* _SOURCE MATERIAL_
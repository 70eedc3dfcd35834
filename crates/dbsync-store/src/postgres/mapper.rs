use chrono::{DateTime, NaiveDate, NaiveTime, Utc};
use serde_json::Value as JsonValue;
use sqlx::Row;
use sqlx::postgres::{PgArguments, PgRow};
use sqlx::query::Query;

use dbsync_core::{Column, ColumnKind, ForeignKey, PrimaryKey, Record, Table, Value};

use crate::adapter::quote_ident;
use crate::error::StoreError;

use super::queries::{RawColumn, RawForeignKey, RawPrimaryKey, RawTable};

pub fn map_table(
    raw: RawTable,
    columns: Vec<RawColumn>,
    primary_key: Option<RawPrimaryKey>,
    foreign_keys: Vec<RawForeignKey>,
    schema: &str,
) -> Table {
    Table {
        name: raw.name,
        columns: columns.into_iter().map(map_column).collect(),
        primary_key: primary_key.map(|pk| PrimaryKey {
            name: Some(pk.name),
            columns: pk.columns,
        }),
        foreign_keys: map_foreign_keys(foreign_keys, schema),
    }
}

fn map_column(raw: RawColumn) -> Column {
    let is_serial = raw
        .default
        .as_deref()
        .is_some_and(|expr| expr.starts_with("nextval("));
    Column {
        ordinal_position: raw.ordinal_position,
        kind: ColumnKind::from_postgres(&raw.udt_name),
        name: raw.name,
        native_type: raw.native_type,
        is_nullable: raw.is_nullable,
        is_auto_increment: is_serial || !raw.identity.is_empty(),
        is_identity_always: raw.identity == "a",
        is_generated: raw.is_generated,
    }
}

/// References into other namespaces are outside the synchronized set.
fn map_foreign_keys(raw: Vec<RawForeignKey>, schema: &str) -> Vec<ForeignKey> {
    raw.into_iter()
        .filter(|fk| fk.referenced_schema == schema)
        .map(|fk| ForeignKey {
            name: Some(fk.name),
            columns: fk.columns,
            referenced_table: fk.referenced_table,
            referenced_columns: fk.referenced_columns,
        })
        .collect()
}

/// Select-list expression that yields a value decodable for the column kind.
///
/// Every column is cast to its base type so domains decode like the type
/// they wrap.
pub fn select_expr(column: &Column) -> String {
    let ident = quote_ident(&column.name);
    match column.kind {
        ColumnKind::Boolean => format!("{ident}::bool"),
        ColumnKind::Date => format!("{ident}::date"),
        ColumnKind::Time => format!("{ident}::time"),
        ColumnKind::Bytes => format!("{ident}::bytea"),
        ColumnKind::Integer => format!("{ident}::int8"),
        ColumnKind::Float => format!("{ident}::float8"),
        ColumnKind::Timestamp => format!("{ident}::timestamptz"),
        ColumnKind::Json => format!("{ident}::jsonb"),
        ColumnKind::Decimal | ColumnKind::Text | ColumnKind::Uuid => format!("{ident}::text"),
    }
}

pub fn decode_row(row: &PgRow, columns: &[Column]) -> Result<Record, StoreError> {
    let mut record = Record::new();
    for (index, column) in columns.iter().enumerate() {
        let value = match column.kind {
            ColumnKind::Boolean => row.try_get::<Option<bool>, _>(index)?.map(Value::Bool),
            ColumnKind::Integer => row.try_get::<Option<i64>, _>(index)?.map(Value::Int),
            ColumnKind::Float => row.try_get::<Option<f64>, _>(index)?.map(Value::Float),
            ColumnKind::Decimal => row.try_get::<Option<String>, _>(index)?.map(Value::Decimal),
            ColumnKind::Text => row.try_get::<Option<String>, _>(index)?.map(Value::Text),
            ColumnKind::Uuid => row.try_get::<Option<String>, _>(index)?.map(Value::Uuid),
            ColumnKind::Timestamp => row
                .try_get::<Option<DateTime<Utc>>, _>(index)?
                .map(Value::Timestamp),
            ColumnKind::Date => row.try_get::<Option<NaiveDate>, _>(index)?.map(Value::Date),
            ColumnKind::Time => row.try_get::<Option<NaiveTime>, _>(index)?.map(Value::Time),
            ColumnKind::Bytes => row.try_get::<Option<Vec<u8>>, _>(index)?.map(Value::Bytes),
            ColumnKind::Json => row
                .try_get::<Option<JsonValue>, _>(index)?
                .filter(|json| !json.is_null())
                .map(Value::Json),
        };
        record.insert(column.name.clone(), value.unwrap_or(Value::Null));
    }
    Ok(record)
}

/// Placeholder with an explicit cast to the column's declared type, so
/// loosely typed values (text from a file store) land in the right type.
pub fn placeholder(index: usize, column: &Column) -> String {
    format!("${index}::{}", column.native_type)
}

pub fn bind_value<'q>(
    query: Query<'q, sqlx::Postgres, PgArguments>,
    value: &Value,
) -> Query<'q, sqlx::Postgres, PgArguments> {
    match value {
        Value::Null => query.bind(None::<String>),
        Value::Bool(value) => query.bind(*value),
        Value::Int(value) => query.bind(*value),
        Value::Float(value) => query.bind(*value),
        Value::Decimal(value) | Value::Text(value) | Value::Uuid(value) => {
            query.bind(value.clone())
        }
        Value::Timestamp(value) => query.bind(*value),
        Value::Date(value) => query.bind(*value),
        Value::Time(value) => query.bind(*value),
        Value::Bytes(value) => query.bind(value.clone()),
        Value::Json(value) => query.bind(value.clone()),
    }
}

#[cfg(test)]
mod tests {
    use super::*;

    fn raw_column(name: &str, udt: &str, default: Option<&str>, identity: &str) -> RawColumn {
        RawColumn {
            ordinal_position: 1,
            name: name.to_string(),
            udt_name: udt.to_string(),
            native_type: udt.to_string(),
            is_nullable: false,
            default: default.map(str::to_string),
            identity: identity.to_string(),
            is_generated: false,
        }
    }

    #[test]
    fn serial_and_identity_columns_are_auto_increment() {
        let serial = map_column(raw_column(
            "id",
            "int4",
            Some("nextval('users_id_seq'::regclass)"),
            "",
        ));
        assert!(serial.is_auto_increment);
        assert!(!serial.is_identity_always);

        let always = map_column(raw_column("id", "int8", None, "a"));
        assert!(always.is_auto_increment);
        assert!(always.is_identity_always);

        let plain = map_column(raw_column("word", "text", Some("''::text"), ""));
        assert!(!plain.is_auto_increment);
    }

    #[test]
    fn cross_namespace_references_are_dropped() {
        let fks = map_foreign_keys(
            vec![
                RawForeignKey {
                    name: "cards_user_fk".to_string(),
                    columns: vec!["user_id".to_string()],
                    referenced_schema: "public".to_string(),
                    referenced_table: "users".to_string(),
                    referenced_columns: vec!["id".to_string()],
                },
                RawForeignKey {
                    name: "cards_audit_fk".to_string(),
                    columns: vec!["audit_id".to_string()],
                    referenced_schema: "audit".to_string(),
                    referenced_table: "events".to_string(),
                    referenced_columns: vec!["id".to_string()],
                },
            ],
            "public",
        );
        assert_eq!(fks.len(), 1);
        assert_eq!(fks[0].referenced_table, "users");
    }

    #[test]
    fn select_expressions_normalize_types() {
        let column = map_column(raw_column("price", "numeric", None, ""));
        assert_eq!(select_expr(&column), "\"price\"::text");
        assert_eq!(placeholder(3, &column), "$3::numeric");

        for (native, expected) in [
            ("bool", "\"flag\"::bool"),
            ("date", "\"flag\"::date"),
            ("time", "\"flag\"::time"),
            ("bytea", "\"flag\"::bytea"),
        ] {
            let column = map_column(raw_column("flag", native, None, ""));
            assert_eq!(select_expr(&column), expected);
        }
    }
}
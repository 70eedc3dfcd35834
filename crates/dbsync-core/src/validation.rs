use std::collections::{BTreeMap, BTreeSet};

use crate::error::InvalidSchema;
use crate::schema::DatabaseSchema;

/// Validate internal consistency of a table catalog.
///
/// This checks:
/// - duplicate tables/columns
/// - primary key columns exist
/// - foreign key columns and referenced targets exist
pub fn validate_schema(schema: &DatabaseSchema) -> Result<(), InvalidSchema> {
    let mut catalog: BTreeMap<&str, BTreeSet<&str>> = BTreeMap::new();

    for table in &schema.tables {
        if catalog.contains_key(table.name.as_str()) {
            return Err(InvalidSchema(format!("duplicate table name: {}", table.name)));
        }

        let mut columns = BTreeSet::new();
        for column in &table.columns {
            if !columns.insert(column.name.as_str()) {
                return Err(InvalidSchema(format!(
                    "duplicate column name: {}.{}",
                    table.name, column.name
                )));
            }
        }

        catalog.insert(table.name.as_str(), columns);
    }

    for table in &schema.tables {
        let columns = &catalog[table.name.as_str()];

        if let Some(pk) = &table.primary_key {
            for column in &pk.columns {
                if !columns.contains(column.as_str()) {
                    return Err(InvalidSchema(format!(
                        "primary key column not found: {}.{}",
                        table.name, column
                    )));
                }
            }
        }

        for fk in &table.foreign_keys {
            for column in &fk.columns {
                if !columns.contains(column.as_str()) {
                    return Err(InvalidSchema(format!(
                        "foreign key column not found: {}.{}",
                        table.name, column
                    )));
                }
            }

            let ref_columns = catalog.get(fk.referenced_table.as_str()).ok_or_else(|| {
                InvalidSchema(format!(
                    "referenced table not found: {} (from {})",
                    fk.referenced_table, table.name
                ))
            })?;

            for column in &fk.referenced_columns {
                if !ref_columns.contains(column.as_str()) {
                    return Err(InvalidSchema(format!(
                        "referenced column not found: {}.{}",
                        fk.referenced_table, column
                    )));
                }
            }
        }
    }

    Ok(())
}
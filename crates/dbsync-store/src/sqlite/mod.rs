use std::io;
use std::path::Path;

use sqlx::SqlitePool;
use sqlx::migrate::Migrator;
use sqlx::sqlite::{SqliteConnectOptions, SqlitePoolOptions};

use dbsync_core::{Column, DatabaseSchema, Record, Table, Value};

use crate::adapter::{MIGRATIONS_TABLE, Store, column_list, quote_ident};
use crate::error::StoreError;
use crate::options::{Access, ConnectOptions};

mod mapper;
mod queries;

/// `SQLITE_MAX_VARIABLE_NUMBER` of the bundled library.
const MAX_BIND_PARAMS: usize = 32_766;

/// High-water marks of AUTOINCREMENT tables.
const SEQUENCE_TABLE: &str = "sqlite_sequence";

/// Store backed by a single SQLite database file.
#[derive(Debug, Clone)]
pub struct SqliteStore {
    pool: SqlitePool,
}

impl SqliteStore {
    /// Open the database file.
    ///
    /// Read-only stores never create the file. Foreign keys are enforced and
    /// a single connection is used so pragmas apply to every statement.
    pub async fn connect(
        path: &Path,
        access: Access,
        opts: &ConnectOptions,
    ) -> Result<Self, StoreError> {
        if access == Access::ReadOnly && !path.exists() {
            return Err(StoreError::MissingFile(path.display().to_string()));
        }
        let options = SqliteConnectOptions::new()
            .filename(path)
            .create_if_missing(access == Access::ReadWrite)
            .read_only(access == Access::ReadOnly)
            .foreign_keys(true)
            .busy_timeout(opts.busy_timeout);
        let pool = SqlitePoolOptions::new()
            .max_connections(1)
            .acquire_timeout(opts.acquire_timeout)
            .connect_with(options)
            .await?;
        Ok(Self { pool })
    }

    pub fn pool(&self) -> &SqlitePool {
        &self.pool
    }
}

/// Delete a database file and its journal companions.
///
/// Returns true when the main file existed.
pub fn remove_database_files(path: &Path) -> io::Result<bool> {
    let existed = remove_if_present(path)?;
    for suffix in ["-wal", "-shm", "-journal"] {
        let mut companion = path.as_os_str().to_owned();
        companion.push(suffix);
        remove_if_present(Path::new(&companion))?;
    }
    Ok(existed)
}

fn remove_if_present(path: &Path) -> io::Result<bool> {
    match std::fs::remove_file(path) {
        Ok(()) => Ok(true),
        Err(err) if err.kind() == io::ErrorKind::NotFound => Ok(false),
        Err(err) => Err(err),
    }
}

#[async_trait::async_trait]
impl Store for SqliteStore {
    fn engine(&self) -> &'static str {
        "sqlite"
    }

    fn max_bind_params(&self) -> usize {
        MAX_BIND_PARAMS
    }

    fn supports_sequences(&self) -> bool {
        true
    }

    async fn introspect(&self) -> Result<DatabaseSchema, StoreError> {
        let raw_tables = queries::list_tables(&self.pool).await?;
        let mut tables = Vec::with_capacity(raw_tables.len());
        let mut raw_fks = Vec::with_capacity(raw_tables.len());

        for raw in raw_tables.iter().filter(|raw| raw.name != MIGRATIONS_TABLE) {
            let columns = queries::list_columns(&self.pool, &raw.name).await?;
            tables.push(mapper::map_table(raw, columns));
            raw_fks.push(queries::list_foreign_keys(&self.pool, &raw.name).await?);
        }

        let foreign_keys: Vec<_> = raw_fks
            .into_iter()
            .map(|raw| mapper::map_foreign_keys(raw, &tables))
            .collect();
        for (table, fks) in tables.iter_mut().zip(foreign_keys) {
            table.foreign_keys = fks;
        }

        Ok(DatabaseSchema {
            engine: self.engine().to_string(),
            namespace: None,
            tables,
        })
    }

    async fn run_migrations(&self, dir: &Path) -> Result<usize, StoreError> {
        let migrator = Migrator::new(dir).await?;
        migrator.run(&self.pool).await?;
        Ok(migrator.iter().count())
    }

    async fn clear_tables(&self, tables: &[String]) -> Result<(), StoreError> {
        if tables.is_empty() {
            return Ok(());
        }
        let mut tx = self.pool.begin().await?;
        sqlx::query("PRAGMA defer_foreign_keys = ON")
            .execute(&mut *tx)
            .await?;
        for table in tables {
            sqlx::query(&format!("DELETE FROM {}", quote_ident(table)))
                .execute(&mut *tx)
                .await?;
        }
        tx.commit().await?;
        Ok(())
    }

    async fn count_rows(&self, table: &str) -> Result<i64, StoreError> {
        let sql = format!("SELECT count(*) FROM {}", quote_ident(table));
        Ok(sqlx::query_scalar::<_, i64>(&sql)
            .fetch_one(&self.pool)
            .await?)
    }

    async fn read_rows(&self, table: &Table) -> Result<Vec<Record>, StoreError> {
        let columns: Vec<Column> = table.writable_columns().cloned().collect();
        if columns.is_empty() {
            return Ok(Vec::new());
        }
        let create_sql = queries::table_sql(&self.pool, &table.name).await?;
        let order = if mapper::is_without_rowid(&create_sql) {
            ""
        } else {
            " ORDER BY rowid"
        };
        let sql = format!(
            "SELECT {} FROM {}{order}",
            column_list(&columns),
            quote_ident(&table.name)
        );

        let rows = sqlx::query(&sql).fetch_all(&self.pool).await?;
        rows.iter()
            .map(|row| mapper::decode_row(row, &columns))
            .collect()
    }

    async fn insert_rows(
        &self,
        table: &Table,
        columns: &[Column],
        rows: &[Record],
    ) -> Result<u64, StoreError> {
        if rows.is_empty() || columns.is_empty() {
            return Ok(0);
        }

        let tuple = format!("({})", vec!["?"; columns.len()].join(", "));
        let sql = format!(
            "INSERT INTO {} ({}) VALUES {}",
            quote_ident(&table.name),
            column_list(columns),
            vec![tuple.as_str(); rows.len()].join(", ")
        );

        let mut query = sqlx::query(&sql);
        for row in rows {
            for column in columns {
                let value = row.get(&column.name).unwrap_or(&Value::Null);
                query = mapper::bind_value(query, value);
            }
        }

        let mut tx = self.pool.begin().await?;
        sqlx::query("PRAGMA defer_foreign_keys = ON")
            .execute(&mut *tx)
            .await?;
        let result = query.execute(&mut *tx).await?;
        tx.commit().await?;
        Ok(result.rows_affected())
    }

    async fn max_primary_key(&self, table: &Table) -> Result<Option<i64>, StoreError> {
        let Some(column) = table.single_primary_key() else {
            return Ok(None);
        };
        let sql = format!(
            "SELECT max({}) FROM {}",
            quote_ident(&column.name),
            quote_ident(&table.name)
        );
        Ok(sqlx::query_scalar::<_, Option<i64>>(&sql)
            .fetch_one(&self.pool)
            .await?)
    }

    /// Rewind the `sqlite_sequence` high-water mark of an AUTOINCREMENT
    /// table. Plain rowid tables derive the next key from the stored maximum
    /// and report false.
    async fn reset_sequence(&self, table: &Table, next_value: i64) -> Result<bool, StoreError> {
        if !queries::table_exists(&self.pool, SEQUENCE_TABLE).await? {
            return Ok(false);
        }
        let result = sqlx::query("UPDATE sqlite_sequence SET seq = ? WHERE name = ?")
            .bind(next_value - 1)
            .bind(&table.name)
            .execute(&self.pool)
            .await?;
        Ok(result.rows_affected() > 0)
    }

    async fn ensure_cache_table(&self, name: &str) -> Result<bool, StoreError> {
        if queries::table_exists(&self.pool, name).await? {
            return Ok(false);
        }
        let table = quote_ident(name);
        sqlx::query(&format!(
            "CREATE TABLE IF NOT EXISTS {table} (\
             \"cache_key\" varchar(255) NOT NULL PRIMARY KEY, \
             \"value\" text NOT NULL, \
             \"expires\" datetime NOT NULL)"
        ))
        .execute(&self.pool)
        .await?;
        sqlx::query(&format!(
            "CREATE INDEX IF NOT EXISTS {} ON {table} (\"expires\")",
            quote_ident(&format!("{name}_expires"))
        ))
        .execute(&self.pool)
        .await?;
        Ok(true)
    }

    async fn close(&self) {
        self.pool.close().await;
    }
}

* _REQUIREMENT_
Work through the records above. Copy every line with the string "PgRow".

* _SOLUTION FOR THIS TASK_
use sqlx::postgres::{PgArguments, PgRow};
pub fn decode_row(row: &PgRow, columns: &[Column]) -> Result<Record, StoreError> {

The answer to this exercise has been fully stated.